Ever since Uniloc’s rejection of the 15%-of-gross-profit rule-of-thumb for determining damages, experts have been attempting to combine other theories with Georgia Pacific factors. Another attempt to use the Nash Bargaining Solution (NBS) to determine a reasonable royalty rate in a damages case has failed. In fact, it may well be that Judge Alsop’s warning in Oracle v. Google that “the Nash Bargaining Solution would invite a miscarriage of justice by clothing a fifty-percent assumption in an impenetrable façade of mathematics” is so memorable that it will determine the future of NBS in damages cases.

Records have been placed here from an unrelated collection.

//! Supports concept of the frame that is common in robotics.
//! A frame is a named coordinate system that knows its pose relative to its parent frame.
//! Static frames (mounting offsets, perceived objects, grippers) always have the same pose,
//! articulated frames (joints of arms and gantries) take input values, one per degree of
//! freedom, and only then produce the pose.
//!
//! The pose of the frame relative to its parent is `offset * motion(inputs)`: the offset
//! places the joint, the motion is the rotation (revolute) or translation (prismatic)
//! along the joint axis.

use nalgebra::{Isometry3, Translation3, Unit, UnitQuaternion, Vector3};
use crate::frame_system::FrameSystemError;
use crate::geometry::Geometry;
use crate::kinematic_traits::Pose;

/// Tolerance when checking inputs against limits. Conversions between wire units
/// (degrees) and radians may move the value that was exactly at the limit very slightly.
const LIMIT_TOLERANCE: f64 = 1e-9;

/// Range of the single degree of freedom, radians for revolute and millimeters for
/// prismatic joints.
#[derive(Debug, Clone, Copy, PartialEq)]
pub struct Limit {
    pub min: f64,
    pub max: f64,
}

impl Limit {
    pub fn new(min: f64, max: f64) -> Self {
        Limit { min, max }
    }

    /// Full turn in both directions, used for revolute joints declared without limits.
    pub fn full_turn() -> Self {
        Limit::new(-2.0 * std::f64::consts::PI, 2.0 * std::f64::consts::PI)
    }

    pub fn is_valid(&self) -> bool {
        !self.min.is_nan() && !self.max.is_nan() && self.min <= self.max
    }

    pub fn contains(&self, value: f64) -> bool {
        value.is_finite() && value >= self.min - LIMIT_TOLERANCE && value <= self.max + LIMIT_TOLERANCE
    }

    pub fn clamp(&self, value: f64) -> f64 {
        value.max(self.min).min(self.max)
    }

    /// Finite range to sample from. Unbounded sides are replaced by a full turn.
    pub(crate) fn sampling_range(&self) -> (f64, f64) {
        let turn = 2.0 * std::f64::consts::PI;
        let min = if self.min.is_finite() { self.min } else { -turn };
        let max = if self.max.is_finite() { self.max } else { turn };
        (min, max.max(min))
    }
}

/// How the frame moves relative to the offset from its parent.
#[derive(Debug, Clone, PartialEq)]
pub enum Joint {
    Fixed,
    /// Rotation around the axis, input in radians
    Revolute { axis: Unit<Vector3<f64>> },
    /// Translation along the axis, input in millimeters
    Prismatic { axis: Unit<Vector3<f64>> },
}

/// Named node of the frame system.
#[derive(Debug, Clone)]
pub struct Frame {
    name: String,
    parent: String,
    offset: Pose,
    joint: Joint,
    limits: Vec<Limit>,
    geometry: Option<Geometry>,
}

impl Frame {
    /// Frame that does not move relative to its parent.
    pub fn new_static(name: impl Into<String>, parent: impl Into<String>, offset: Pose) -> Self {
        Frame {
            name: name.into(),
            parent: parent.into(),
            offset,
            joint: Joint::Fixed,
            limits: Vec::new(),
            geometry: None,
        }
    }

    /// Frame rotating around the given axis (expressed in the offset frame).
    pub fn revolute(name: impl Into<String>, parent: impl Into<String>, offset: Pose,
                    axis: Unit<Vector3<f64>>, limit: Limit) -> Self {
        Frame {
            joint: Joint::Revolute { axis },
            limits: vec![limit],
            ..Frame::new_static(name, parent, offset)
        }
    }

    /// Frame sliding along the given axis (expressed in the offset frame).
    pub fn prismatic(name: impl Into<String>, parent: impl Into<String>, offset: Pose,
                     axis: Unit<Vector3<f64>>, limit: Limit) -> Self {
        Frame {
            joint: Joint::Prismatic { axis },
            limits: vec![limit],
            ..Frame::new_static(name, parent, offset)
        }
    }

    /// Attach geometry (expressed in this frame) that is checked for collisions.
    pub fn with_geometry(mut self, geometry: Geometry) -> Self {
        self.geometry = Some(geometry);
        self
    }

    pub fn name(&self) -> &str {
        &self.name
    }

    pub fn parent(&self) -> &str {
        &self.parent
    }

    pub fn offset(&self) -> &Pose {
        &self.offset
    }

    pub fn joint(&self) -> &Joint {
        &self.joint
    }

    pub fn limits(&self) -> &[Limit] {
        &self.limits
    }

    pub fn geometry(&self) -> Option<&Geometry> {
        self.geometry.as_ref()
    }

    /// Number of inputs this frame takes.
    pub fn dof(&self) -> usize {
        self.limits.len()
    }

    pub fn is_static(&self) -> bool {
        self.dof() == 0
    }

    /// Checks the frame definition itself (limits are well formed and match the joint).
    pub(crate) fn validate(&self) -> Result<(), FrameSystemError> {
        let expected = match self.joint {
            Joint::Fixed => 0,
            Joint::Revolute { .. } | Joint::Prismatic { .. } => 1,
        };
        if self.limits.len() != expected {
            return Err(FrameSystemError::InvalidLimits {
                frame: self.name.clone(),
                reason: format!("{} limits given for a joint with {} degrees of freedom",
                                self.limits.len(), expected),
            });
        }
        if let Some(bad) = self.limits.iter().find(|limit| !limit.is_valid()) {
            return Err(FrameSystemError::InvalidLimits {
                frame: self.name.clone(),
                reason: format!("min {} is not below max {}", bad.min, bad.max),
            });
        }
        Ok(())
    }

    /// Checks that exactly `dof` inputs are given and all are within limits.
    pub fn validate_inputs(&self, inputs: &[f64]) -> Result<(), FrameSystemError> {
        if inputs.len() != self.dof() {
            return Err(FrameSystemError::MissingInputs {
                frame: self.name.clone(),
                expected: self.dof(),
                found: inputs.len(),
            });
        }
        for (index, (value, limit)) in inputs.iter().zip(self.limits.iter()).enumerate() {
            if !limit.contains(*value) {
                return Err(FrameSystemError::InputOutOfBounds {
                    frame: self.name.clone(),
                    index,
                    value: *value,
                    min: limit.min,
                    max: limit.max,
                });
            }
        }
        Ok(())
    }

    /// Pose of this frame relative to its parent for the given inputs.
    pub fn transform(&self, inputs: &[f64]) -> Result<Pose, FrameSystemError> {
        self.validate_inputs(inputs)?;
        Ok(self.transform_unchecked(inputs))
    }

    /// Same as transform but the inputs are assumed to be already validated.
    pub(crate) fn transform_unchecked(&self, inputs: &[f64]) -> Pose {
        match &self.joint {
            Joint::Fixed => self.offset,
            Joint::Revolute { axis } => {
                self.offset * Isometry3::from_parts(
                    Translation3::identity(), UnitQuaternion::from_axis_angle(axis, inputs[0]))
            }
            Joint::Prismatic { axis } => {
                self.offset * Isometry3::from_parts(
                    Translation3::from(axis.into_inner() * inputs[0]), UnitQuaternion::identity())
            }
        }
    }

    /// Static copy of this frame, frozen at the given inputs. Used when the frame is
    /// part of the chain being solved but its own inputs must not change.
    pub fn fixed_at(&self, inputs: &[f64]) -> Result<Frame, FrameSystemError> {
        let offset = self.transform(inputs)?;
        Ok(Frame {
            offset,
            joint: Joint::Fixed,
            limits: Vec::new(),
            ..self.clone()
        })
    }
}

The latest case is Suffolk Tech v. AOL. (The order from the Daubert hearing was filed 04/12/2013.) Suffolk’s damages expert, Roy Weinstein, applied the Georgia Pacific factors to the patent in suit, and then conducted a hypothetical negotiation based on NBS, concluding there should be a 50/50 split of the incremental profits.
US District Judge T.S. Ellis, III, quoted Judge Alsop when excluding the expert’s testimony and found that the theoretical negotiation in Weinstein’s report was not tied to the facts in the case. “Weinstein does not explain why these parties would have accepted a 50/50 split,” especially in light of the fact that Weinstein’s own explanation of the theory behind NBS states that the theory does not always produce such a result, based on the parties’ respective bargain power and other factors identified in Georgia-Pacific.